Le Tribunal électoral du Guatemala proclame Arévalo président élu, peu après la suspension de son parti

Le Tribunal électoral suprême a proclamé lundi président élu le progressiste Bernardo Arévalo, peu après que le registre électoral ait suspendu le Mouvement Semences avec lequel l’homme politique s’est présenté aux élections, sans préciser si cela affecterait sa victoire.

Le secrétaire général du tribunal électoral, Mario Alexander Velásquez Pérez, a lu le procès-verbal dans lequel a été déclarée la « validité de l’élection présidentielle » et a déclaré vainqueur le « binôme postulé par le Mouvement Seed, qui a obtenu 2,4 millions de voix ».

Selon la proclamation officielle des résultats, Arévalo a recueilli 60,9% du soutien populaire au deuxième tour contre sa rivale Sandra Torres, lors d’une élection marquée par la controverse et par les manœuvres juridiques du parquet contre Semilla et contre l’autorité électorale pour ne pas suspendre la fête.
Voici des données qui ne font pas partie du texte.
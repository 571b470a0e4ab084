//! Datos de demostración
//!
//! Flota pequeña con historia suficiente para que analytics y alertas
//! devuelvan algo útil en un entorno de desarrollo recién arrancado.

use chrono::{DateTime, Duration, Utc};
use rust_decimal::Decimal;
use tracing::info;

use crate::models::{
    Alert, AlertSeverity, AlertSubject, AlertType, CreateDriverRequest, CreateFuelLogRequest,
    CreateMaintenanceLogRequest, CreateVehicleRequest, Driver, FuelLog, MaintenanceLog, Trip, TripCandidate,
    TripStatus, Vehicle, VehicleStatus,
};
use crate::repositories::FleetData;

fn vehicle(registration: &str, name: &str, capacity_kg: f64, odometer_km: f64, cost: i64, region: &str) -> Vehicle {
    Vehicle::new(CreateVehicleRequest {
        registration: registration.to_string(),
        name: name.to_string(),
        max_capacity_kg: capacity_kg,
        odometer_km: Some(odometer_km),
        acquisition_cost: Some(Decimal::new(cost, 0)),
        region: Some(region.to_string()),
        license_expiry: None,
        next_service_due_km: Some(odometer_km + 10_000.0),
    })
}

fn driver(name: &str, license_number: &str, category: &str, expiry_in_days: i64, safety_score: f64, now: DateTime<Utc>) -> Driver {
    Driver::new(CreateDriverRequest {
        name: name.to_string(),
        license_number: license_number.to_string(),
        license_category: category.to_string(),
        license_expiry: now.date_naive() + Duration::days(expiry_in_days),
        status: None,
        safety_score: Some(safety_score),
        completion_rate: Some(96.0),
        phone: None,
    })
}

/// Viaje ya completado, numerado con la secuencia del almacén
fn completed_trip(
    data: &mut FleetData,
    vehicle: &Vehicle,
    driver: &Driver,
    route: (&str, &str),
    cargo_kg: f64,
    revenue: i64,
    distance_km: f64,
    days_ago: i64,
    now: DateTime<Utc>,
) -> Trip {
    let candidate = TripCandidate {
        vehicle_id: vehicle.id,
        driver_id: driver.id,
        cargo_weight_kg: cargo_kg,
        cargo_description: None,
        origin: route.0.to_string(),
        destination: route.1.to_string(),
        estimated_revenue: Decimal::new(revenue, 0),
    };
    let created = now - Duration::days(days_ago);
    let sequence = data.next_trip_sequence();
    let mut trip = Trip::draft(&candidate, sequence, created);

    let start = vehicle.odometer_km - distance_km * (days_ago as f64 / 10.0 + 1.0);
    trip.status = TripStatus::Completed;
    trip.dispatched_at = Some(created);
    trip.completed_at = Some(created + Duration::hours(9));
    trip.start_odometer_km = Some(start);
    trip.end_odometer_km = Some(start + distance_km);
    trip
}

fn fuel(vehicle: &Vehicle, days_ago: i64, liters: i64, now: DateTime<Utc>) -> FuelLog {
    FuelLog::new(CreateFuelLogRequest {
        vehicle_id: vehicle.id,
        date: now.date_naive() - Duration::days(days_ago),
        liters: Decimal::new(liters, 0),
        price_per_liter: Decimal::new(182, 2),
        odometer_km: None,
    })
}

/// Construye la flota de demostración
pub fn demo_fleet(now: DateTime<Utc>) -> FleetData {
    let mut data = FleetData::new();

    let van = vehicle("VAN-001", "Van Nord", 1_200.0, 48_300.0, 32_000, "Nord");
    let truck = vehicle("TRK-002", "Porteur Est", 7_500.0, 121_800.0, 86_000, "Est");
    let mut rigid = vehicle("TRK-003", "Rigide Sud", 12_000.0, 203_400.0, 112_000, "Sud");
    rigid.next_service_due_km = Some(204_000.0);
    let mut old_van = vehicle("VAN-009", "Van Ouest", 900.0, 310_000.0, 18_000, "Ouest");
    old_van.status = VehicleStatus::Retired;

    let alex = driver("Alex Martin", "DL-48213", "C", 400, 92.0, now);
    let sam = driver("Sam Leroy", "DL-51877", "CE", 45, 88.0, now);
    let robin = driver("Robin Petit", "DL-60321", "B", 700, 64.0, now);

    let trips = vec![
        completed_trip(&mut data, &van, &alex, ("Lille", "Arras"), 800.0, 650, 54.0, 62, now),
        completed_trip(&mut data, &truck, &sam, ("Metz", "Nancy"), 6_200.0, 2_100, 58.0, 35, now),
        completed_trip(&mut data, &van, &alex, ("Lille", "Douai"), 950.0, 540, 41.0, 12, now),
        completed_trip(&mut data, &rigid, &robin, ("Lyon", "Grenoble"), 10_500.0, 3_400, 112.0, 6, now),
    ];

    let fuel_logs = vec![
        fuel(&van, 60, 48, now),
        fuel(&truck, 33, 160, now),
        fuel(&van, 11, 61, now),
        fuel(&rigid, 5, 240, now),
    ];

    let maintenance = MaintenanceLog::new(CreateMaintenanceLogRequest {
        vehicle_id: truck.id,
        date: now.date_naive() - Duration::days(20),
        service_type: "Oil change".to_string(),
        description: Some("Vidange et filtres".to_string()),
        cost: Decimal::new(42_000, 2),
        next_due_km: Some(131_800.0),
    });

    let mut historical = Alert::new(
        AlertType::FuelCostSpike,
        AlertSeverity::Warning,
        AlertSubject::Vehicle(truck.id),
        &(now - Duration::days(40)).format("%Y-%m").to_string(),
        format!("Fuel spend for {} rose sharply over the previous month", truck.registration),
    );
    historical.id = format!("history:{}", historical.id);
    historical.acknowledged = true;
    historical.acknowledged_at = Some(now - Duration::days(40));

    for v in [van, truck, rigid, old_van] {
        data.vehicles.upsert(v);
    }
    for d in [alex, sam, robin] {
        data.drivers.upsert(d);
    }
    for t in trips {
        data.trips.upsert(t);
    }
    for f in fuel_logs {
        data.fuel_logs.upsert(f);
    }
    data.maintenance_logs.upsert(maintenance);
    data.alerts.historical.push(historical);

    info!(
        "🌱 Demo fleet seeded: {} vehicles, {} drivers, {} trips",
        data.vehicles.len(),
        data.drivers.len(),
        data.trips.len()
    );
    data
}
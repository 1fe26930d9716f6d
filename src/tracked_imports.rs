//! Implicit-import metadata for legacy packages.
//!
//! Packages that pushed assets into the app's vendor bundles declare them as
//! tracked imports. They are translated into the `implicit-*` lists of the
//! package's v2 metadata.

use lazy_static::lazy_static;
use regex::Regex;
use serde::{Deserialize, Serialize};
use std::sync::OnceLock;

lazy_static! {
    static ref JS_ASSET: Regex = Regex::new(r"(?i)\.js$").unwrap();
    static ref CSS_ASSET: Regex = Regex::new(r"(?i)\.css$").unwrap();
}

const VENDOR_JS_OUTPUT: &str = "/assets/vendor.js";
const VENDOR_CSS_OUTPUT: &str = "/assets/vendor.css";

#[derive(Debug, Clone, Serialize, Deserialize, PartialEq, Eq)]
#[serde(rename_all = "camelCase")]
pub struct ImportOptions {
    #[serde(rename = "type")]
    pub import_type: String,
    #[serde(default)]
    pub output_file: Option<String>,
}

#[derive(Debug, Clone, Serialize, Deserialize, PartialEq, Eq)]
#[serde(rename_all = "camelCase")]
pub struct TrackedImport {
    pub asset_path: String,
    pub options: ImportOptions,
}

impl TrackedImport {
    pub fn new(asset_path: &str, import_type: &str) -> Self {
        Self {
            asset_path: asset_path.to_string(),
            options: ImportOptions {
                import_type: import_type.to_string(),
                output_file: None,
            },
        }
    }

    pub fn with_output_file(mut self, output_file: &str) -> Self {
        self.options.output_file = Some(output_file.to_string());
        self
    }
}

#[derive(Debug, Clone, Default, PartialEq, Eq)]
pub struct CategorizedImports {
    pub app_js: Vec<String>,
    pub app_css: Vec<String>,
    pub test_js: Vec<String>,
    pub test_css: Vec<String>,
}

#[derive(Debug, Clone, Serialize, Deserialize, PartialEq, Eq)]
#[serde(rename_all = "kebab-case")]
pub struct AddonMeta {
    pub version: u32,
    #[serde(default, skip_serializing_if = "Option::is_none")]
    pub implicit_scripts: Option<Vec<String>>,
    #[serde(default, skip_serializing_if = "Option::is_none")]
    pub implicit_styles: Option<Vec<String>>,
    #[serde(default, skip_serializing_if = "Option::is_none")]
    pub implicit_test_scripts: Option<Vec<String>>,
    #[serde(default, skip_serializing_if = "Option::is_none")]
    pub implicit_test_styles: Option<Vec<String>>,
}

#[derive(Debug)]
pub struct TrackedImports {
    package_name: String,
    imports: Vec<TrackedImport>,
    categorized: OnceLock<CategorizedImports>,
}

impl TrackedImports {
    pub fn new(package_name: &str, imports: Vec<TrackedImport>) -> Self {
        Self {
            package_name: package_name.to_string(),
            imports,
            categorized: OnceLock::new(),
        }
    }

    pub fn package_name(&self) -> &str {
        &self.package_name
    }

    /// Computed once; later calls return the same lists.
    pub fn categorized(&self) -> &CategorizedImports {
        self.categorized.get_or_init(|| self.categorize())
    }

    pub fn meta(&self) -> AddonMeta {
        let lists = self.categorized();
        let non_empty = |list: &Vec<String>| (!list.is_empty()).then(|| list.clone());
        AddonMeta {
            version: 2,
            implicit_scripts: non_empty(&lists.app_js),
            implicit_styles: non_empty(&lists.app_css),
            implicit_test_scripts: non_empty(&lists.test_js),
            implicit_test_styles: non_empty(&lists.test_css),
        }
    }

    fn categorize(&self) -> CategorizedImports {
        let mut out = CategorizedImports::default();
        for import in &self.imports {
            let Some(specifier) = self.standardize(&import.asset_path) else {
                continue;
            };
            let (app, test, standard_output, kind) = if JS_ASSET.is_match(&import.asset_path) {
                (&mut out.app_js, &mut out.test_js, VENDOR_JS_OUTPUT, "JS")
            } else if CSS_ASSET.is_match(&import.asset_path) {
                (&mut out.app_css, &mut out.test_css, VENDOR_CSS_OUTPUT, "CSS")
            } else {
                continue;
            };
            match import.options.import_type.as_str() {
                "vendor" => {
                    if let Some(output) = import
                        .options
                        .output_file
                        .as_deref()
                        .filter(|output| *output != standard_output)
                    {
                        tracing::warn!(
                            package = self.package_name.as_str(),
                            output_file = output,
                            "vendor {} imported into a nonstandard output file",
                            kind
                        );
                    }
                    app.push(specifier);
                }
                "test" => test.push(specifier),
                other => {
                    tracing::warn!(
                        package = self.package_name.as_str(),
                        import_type = other,
                        asset = import.asset_path.as_str(),
                        "non-standard import type"
                    );
                }
            }
        }
        out
    }

    fn standardize(&self, asset_path: &str) -> Option<String> {
        let (first, rest) = asset_path.split_once('/').unwrap_or((asset_path, ""));
        match first {
            "vendor" => Some(format!("./vendor/{}", rest)),
            "node_modules" => Some(rest.to_string()),
            _ => {
                tracing::warn!(
                    package = self.package_name.as_str(),
                    asset = asset_path,
                    "import from unknown path"
                );
                None
            }
        }
    }
}

#[cfg(test)]
mod tests {
    use super::*;
    use pretty_assertions::assert_eq;

    #[test]
    fn test_paths_are_standardized_and_categorized() {
        let tracked = TrackedImports::new(
            "legacy-addon",
            vec![
                TrackedImport::new("vendor/shim.js", "vendor"),
                TrackedImport::new("node_modules/lib/dist/lib.CSS", "vendor"),
                TrackedImport::new("vendor/qunit-extras.js", "test"),
                TrackedImport::new("node_modules/qunit/qunit.css", "test"),
                TrackedImport::new("public/logo.js", "vendor"),
                TrackedImport::new("vendor/font.woff", "vendor"),
                TrackedImport::new("vendor/odd.js", "other"),
            ],
        );

        assert_eq!(
            tracked.categorized(),
            &CategorizedImports {
                app_js: vec!["./vendor/shim.js".to_string()],
                app_css: vec!["lib/dist/lib.CSS".to_string()],
                test_js: vec!["./vendor/qunit-extras.js".to_string()],
                test_css: vec!["qunit/qunit.css".to_string()],
            }
        );
    }

    #[test]
    fn test_categorized_is_memoized() {
        let tracked = TrackedImports::new("a", vec![TrackedImport::new("vendor/a.js", "vendor")]);
        let first: *const CategorizedImports = tracked.categorized();
        let second: *const CategorizedImports = tracked.categorized();
        assert_eq!(first, second);
    }

    #[test]
    fn test_nonstandard_output_file_still_counts() {
        let tracked = TrackedImports::new(
            "a",
            vec![TrackedImport::new("vendor/a.js", "vendor").with_output_file("/assets/other.js")],
        );
        assert_eq!(tracked.categorized().app_js, vec!["./vendor/a.js".to_string()]);
    }

    #[test]
    fn test_meta_omits_empty_lists() {
        let tracked = TrackedImports::new("a", vec![TrackedImport::new("vendor/a.css", "vendor")]);
        let meta = serde_json::to_value(tracked.meta()).unwrap();
        assert_eq!(
            meta,
            serde_json::json!({ "version": 2, "implicit-styles": ["./vendor/a.css"] })
        );
    }

    #[test]
    fn test_tracked_import_json_shape() {
        let import: TrackedImport = serde_json::from_str(
            r#"{ "assetPath": "vendor/a.js", "options": { "type": "vendor", "outputFile": "/assets/vendor.js" } }"#,
        )
        .unwrap();
        assert_eq!(
            import,
            TrackedImport::new("vendor/a.js", "vendor").with_output_file("/assets/vendor.js")
        );
    }
}
//! Lexical scope tracking for one document pass.
//!
//! ## Frame Pairing
//!
//! A `ComponentBlock` marker is always pushed immediately before the
//! `BlockParams` frame of the body it annotates, and both leave the stack
//! together in `pop`. Safe-component lookups rely on that adjacency: a
//! block-params frame directly above a marker binds the names the marked
//! component yields.

use std::sync::Arc;

use crate::resolver::ComponentResolution;

#[derive(Debug, Clone)]
pub struct ComponentBlockMarker {
    resolution: Arc<ComponentResolution>,
    arguments_are_components: Vec<String>,
}

impl ComponentBlockMarker {
    fn new(resolution: Arc<ComponentResolution>) -> Self {
        let arguments_are_components = resolution.arguments_are_components.clone();
        Self {
            resolution,
            arguments_are_components,
        }
    }

    pub fn resolution(&self) -> &ComponentResolution {
        &self.resolution
    }

    /// Seeded from the resolution, grown by propagation while the body is open.
    pub fn arguments_are_components(&self) -> &[String] {
        &self.arguments_are_components
    }

    fn record_argument(&mut self, name: &str) {
        if !self.arguments_are_components.iter().any(|a| a == name) {
            tracing::debug!(argument = name, "argument propagated as component");
            self.arguments_are_components.push(name.to_string());
        }
    }
}

#[derive(Debug, Clone)]
pub enum ScopeFrame {
    BlockParams(Vec<String>),
    ComponentBlock(ComponentBlockMarker),
}

/// Frames are stored bottom-first; the top of the stack is the last element.
#[derive(Debug, Default)]
pub struct ScopeStack {
    frames: Vec<ScopeFrame>,
}

impl ScopeStack {
    pub fn new() -> Self {
        Self::default()
    }

    pub fn depth(&self) -> usize {
        self.frames.len()
    }

    pub fn push(&mut self, block_params: &[String]) {
        tracing::trace!(params = ?block_params, depth = self.frames.len(), "push scope");
        self.frames.push(ScopeFrame::BlockParams(block_params.to_vec()));
    }

    /// Remove the top frame. When a component marker sat directly below it,
    /// the marker leaves too and is handed back, finalized, so the caller can
    /// act on its `arguments_are_components`.
    pub fn pop(&mut self) -> Option<ComponentBlockMarker> {
        let Some(top) = self.frames.pop() else {
            debug_assert!(false, "pop on empty scope stack");
            tracing::error!("pop on empty scope stack");
            return None;
        };
        if let ScopeFrame::ComponentBlock(_) = top {
            tracing::error!("popped a component marker without its block params");
        }
        tracing::trace!(depth = self.frames.len(), "pop scope");

        if let Some(ScopeFrame::ComponentBlock(_)) = self.frames.last() {
            if let Some(ScopeFrame::ComponentBlock(marker)) = self.frames.pop() {
                return Some(marker);
            }
        }
        None
    }

    pub fn in_scope(&self, name: &str) -> bool {
        self.frames.iter().rev().any(|frame| match frame {
            ScopeFrame::BlockParams(params) => params.iter().any(|p| p == name),
            ScopeFrame::ComponentBlock(_) => false,
        })
    }

    /// Must be called right before the body's `push`.
    pub fn enter_component_block(&mut self, resolution: Arc<ComponentResolution>) {
        self.frames
            .push(ScopeFrame::ComponentBlock(ComponentBlockMarker::new(resolution)));
    }

    /// Whether `path` names a value some enclosing component is known to
    /// yield as a component. Yielded arguments get recorded on the marker so
    /// the invocation's own named argument is resolved when the body closes.
    pub fn safe_component_in_scope(&mut self, path: &str) -> bool {
        let parts: Vec<&str> = path.split('.').collect();
        if parts.len() > 2 {
            // Rules describe yielded components or objects of components,
            // nothing deeper.
            return false;
        }

        for i in (1..self.frames.len()).rev() {
            let (below, above) = self.frames.split_at_mut(i);
            let (ScopeFrame::BlockParams(params), ScopeFrame::ComponentBlock(marker)) =
                (&above[0], &mut below[i - 1])
            else {
                continue;
            };
            let Some(index) = params.iter().position(|p| p == parts[0]) else {
                continue;
            };

            if parts.len() == 1 {
                if marker.resolution.yields_component_at(index) {
                    return true;
                }
                if let Some(argument) = marker.resolution.yielded_argument_at(index) {
                    let argument = argument.to_string();
                    marker.record_argument(&argument);
                    return true;
                }
            } else {
                if marker.resolution.yields_component_field(index, parts[1]) {
                    return true;
                }
                if let Some(argument) = marker.resolution.yielded_argument_field(index, parts[1]) {
                    let argument = argument.to_string();
                    marker.record_argument(&argument);
                    return true;
                }
            }
            // This frame is where the name comes from and no rule covers it.
            // Frames further out bind different values.
            return false;
        }
        false
    }
}

#[cfg(test)]
mod tests {
    use super::*;
    use crate::resolver::{YieldedArgument, YieldedComponent};
    use pretty_assertions::assert_eq;
    use std::collections::HashMap;

    fn names(list: &[&str]) -> Vec<String> {
        list.iter().map(|n| n.to_string()).collect()
    }

    fn yielding(components: Vec<YieldedComponent>) -> Arc<ComponentResolution> {
        Arc::new(ComponentResolution {
            yields_components: components,
            ..Default::default()
        })
    }

    #[test]
    fn test_in_scope_follows_push_and_pop() {
        let mut scope = ScopeStack::new();
        scope.push(&names(&[]));
        scope.push(&names(&["item", "index"]));
        assert!(scope.in_scope("item"));
        scope.push(&names(&["other"]));
        assert!(scope.in_scope("item"));
        assert!(scope.in_scope("other"));
        assert!(scope.pop().is_none());
        assert!(!scope.in_scope("other"));
        assert!(scope.in_scope("index"));
        scope.pop();
        assert!(!scope.in_scope("item"));
        assert_eq!(scope.depth(), 1);
    }

    #[test]
    fn test_markers_are_transparent_to_in_scope() {
        let mut scope = ScopeStack::new();
        scope.enter_component_block(yielding(vec![YieldedComponent::Flag(true)]));
        assert!(!scope.in_scope("bar"));
        scope.push(&names(&["bar"]));
        assert!(scope.in_scope("bar"));
    }

    #[test]
    fn test_pop_returns_paired_marker() {
        let mut scope = ScopeStack::new();
        scope.push(&names(&[]));
        scope.enter_component_block(Arc::new(ComponentResolution {
            arguments_are_components: names(&["trigger"]),
            ..Default::default()
        }));
        scope.push(&names(&["bar"]));

        let marker = scope.pop().expect("marker should be finalized with its frame");
        assert_eq!(marker.arguments_are_components(), &names(&["trigger"])[..]);
        assert_eq!(scope.depth(), 1);
    }

    #[test]
    fn test_yielded_component_is_safe() {
        let mut scope = ScopeStack::new();
        scope.enter_component_block(yielding(vec![YieldedComponent::Flag(true)]));
        scope.push(&names(&["bar"]));
        assert!(scope.safe_component_in_scope("bar"));
        assert!(!scope.safe_component_in_scope("baz"));
    }

    #[test]
    fn test_more_than_two_segments_never_safe() {
        let mut fields = HashMap::new();
        fields.insert("b".to_string(), true);
        let mut scope = ScopeStack::new();
        scope.enter_component_block(yielding(vec![YieldedComponent::Fields(fields)]));
        scope.push(&names(&["a"]));
        assert!(scope.safe_component_in_scope("a.b"));
        assert!(!scope.safe_component_in_scope("a.b.c"));
    }

    #[test]
    fn test_yielded_argument_field_propagates() {
        let mut fields = HashMap::new();
        fields.insert("icon".to_string(), "iconName".to_string());
        let mut scope = ScopeStack::new();
        scope.enter_component_block(Arc::new(ComponentResolution {
            yields_arguments: vec![Some(YieldedArgument::Fields(fields))],
            ..Default::default()
        }));
        scope.push(&names(&["obj"]));

        assert!(scope.safe_component_in_scope("obj.icon"));
        assert!(scope.safe_component_in_scope("obj.icon"));
        assert!(!scope.safe_component_in_scope("obj.title"));

        let marker = scope.pop().unwrap();
        assert_eq!(marker.arguments_are_components(), &names(&["iconName"])[..]);
    }

    #[test]
    fn test_identified_source_without_rule_stops_search() {
        let mut scope = ScopeStack::new();
        // Outer component yields `bar` as a component.
        scope.enter_component_block(yielding(vec![YieldedComponent::Flag(true)]));
        scope.push(&names(&["bar"]));
        // Inner component also binds `bar`, with no rule for it.
        scope.enter_component_block(yielding(vec![YieldedComponent::Flag(false)]));
        scope.push(&names(&["bar"]));

        assert!(!scope.safe_component_in_scope("bar"));
        scope.pop();
        assert!(scope.safe_component_in_scope("bar"));
    }

    #[test]
    fn test_unmarked_frames_are_skipped() {
        let mut scope = ScopeStack::new();
        scope.enter_component_block(yielding(vec![YieldedComponent::Flag(true)]));
        scope.push(&names(&["bar"]));
        // A plain block nested inside, not binding `bar`.
        scope.push(&names(&["item"]));
        assert!(scope.safe_component_in_scope("bar"));
        assert!(!scope.safe_component_in_scope("item"));
    }
}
À peine une heure plus tôt, le registre électoral du Guatemala avait suspendu le parti Semilla qui avait désigné à l’élection présidentielle le progressiste Bernardo Arévalo, qui sans préciser si cela affectera la victoire du candidat.

Juan Guerrero, procureur et avocat du parti, a confirmé la notification de la suspension.

La décision du Registre des Citoyens, la première instance électorale chargée de l’enregistrement des candidats, intervient alors que la proclamation officielle des résultats qui arriverait peu après par le Tribunal électoral était toujours en attente.

Le Mouvement Seed dispose de trois jours pour contester la suspension et, dans ce cas, la question serait portée devant le Tribunal électoral suprême.

Le parquet guatémaltèque avait déjà organisé l’ouverture d’une enquête et la personnalité juridique du mouvement politique lorsque furent connus les résultats officiels du premier tour électoral, dans lequel Arévalo a donné la surprise.

Le processus juridique par une protection de la Cour Constitutionnelle jusqu’à la fin du processus électoral, qui se termine par la proclamation officielle des résultats.

Les actions du ministère public, avec des mandats d’arrêt contre les agents électoraux et a suscité l’inquiétude de la communauté internationale et de la société guatémaltèque.